Walking down Main Street as a youngster, I would often be stopped by people who recognized me for my family connection. “Isn’t your father the Jewish rabbi?” they would ask. (“As opposed to the non-Jewish rabbi?” I thought but never asked.)
It was a reassuring to feel part of a community where people looked out for each other. Like the day I got my driver’s license, at 16. On my first solo spin around town I was pulled over by a cop who demanded to see my license, which was barely dry. Terrified, I wondered what infraction I’d committed while giving hand signals (remember those?) before each turn and crawling along well under the speed limit.
“Isn’t this Rabbi Rosenblatt’s car?” he challenged in a firm voice. “I’ve never seen you driving it.”

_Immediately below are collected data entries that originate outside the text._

//! Folding a pull request's review history into its current approvers.
//!
//! A reviewer may leave many reviews. Only the most recent one that is not a
//! plain comment counts: an approval adds the reviewer, anything else
//! (changes requested, dismissed) takes them back out. The fold runs as one
//! continuous pass across every page of the feed.

use std::collections::BTreeSet;

use futures_util::{Stream, TryStreamExt};
use tracing::{debug, info};

use crate::feed::FeedError;
use crate::review::ReviewEvent;

/// Reviewers whose latest substantive review is an approval.
#[derive(Debug, Clone, Default, PartialEq, Eq)]
pub struct ApproverSet {
    approvers: BTreeSet<String>,
}

impl ApproverSet {
    pub fn new() -> Self {
        Self::default()
    }

    /// Apply one review to the set.
    pub fn record(&mut self, event: &ReviewEvent) {
        if event.state.grants_approval() {
            self.approvers.insert(event.reviewer.clone());
        } else if event.state.is_substantive() {
            self.approvers.remove(&event.reviewer);
        }
    }

    pub fn contains(&self, reviewer: &str) -> bool {
        self.approvers.contains(reviewer)
    }

    /// Login comparison the way the review host does it: ASCII case-insensitive.
    pub fn contains_ignore_case(&self, reviewer: &str) -> bool {
        self.approvers
            .iter()
            .any(|approver| approver.eq_ignore_ascii_case(reviewer))
    }

    pub fn len(&self) -> usize {
        self.approvers.len()
    }

    pub fn is_empty(&self) -> bool {
        self.approvers.is_empty()
    }

    pub fn iter(&self) -> impl Iterator<Item = &str> {
        self.approvers.iter().map(String::as_str)
    }
}

impl Extend<ReviewEvent> for ApproverSet {
    fn extend<T: IntoIterator<Item = ReviewEvent>>(&mut self, events: T) {
        for event in events {
            self.record(&event);
        }
    }
}

impl<'a> Extend<&'a ReviewEvent> for ApproverSet {
    fn extend<T: IntoIterator<Item = &'a ReviewEvent>>(&mut self, events: T) {
        for event in events {
            self.record(event);
        }
    }
}

impl FromIterator<ReviewEvent> for ApproverSet {
    fn from_iter<T: IntoIterator<Item = ReviewEvent>>(events: T) -> Self {
        let mut set = Self::new();
        set.extend(events);
        set
    }
}

/// Drain a paginated review feed and return the final approvers.
///
/// The first feed error aborts the fold; no partial set is returned.
pub async fn collect_approvers<S>(pages: S) -> Result<ApproverSet, FeedError>
where
    S: Stream<Item = Result<Vec<ReviewEvent>, FeedError>>,
{
    let (approvers, page_count) = pages
        .try_fold(
            (ApproverSet::new(), 0usize),
            |(mut approvers, page_count), batch| async move {
                debug!(
                    "Folding review page {} ({} reviews)",
                    page_count + 1,
                    batch.len()
                );
                approvers.extend(batch);
                Ok((approvers, page_count + 1))
            },
        )
        .await?;

    info!(
        "Found {} approver(s) across {} page(s) of reviews",
        approvers.len(),
        page_count
    );
    Ok(approvers)
}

I realized he was looking out for my dad, and thought some kid had stolen the rabbi’s car, out for a joy ride — albeit at 15 mph. When I explained that I was the rabbi’s son and just got my license, his whole demeanor softened and he wished me a great day. “And say hi to the rabbi,” he said in parting.
Since becoming an adult and moving away, I've belonged to much larger congregations, and deeply appreciate the benefits for my family and me in having so many observant friends in the neighborhood, and an environment where it is so easy to practice one’s faith openly.
But Annapolis and Kneseth Israel will always be home for me. And while I may know more people these days in the shul cemetery than at Shabbat services, I take pride in seeing the synagogue, with its dedicated rabbi, still active. And it’s a comfort to know that my parents’ tireless efforts for all those years not only are remembered and appreciated, but are part of the fabric of the congregation itself.
May it thrive for another 100 years.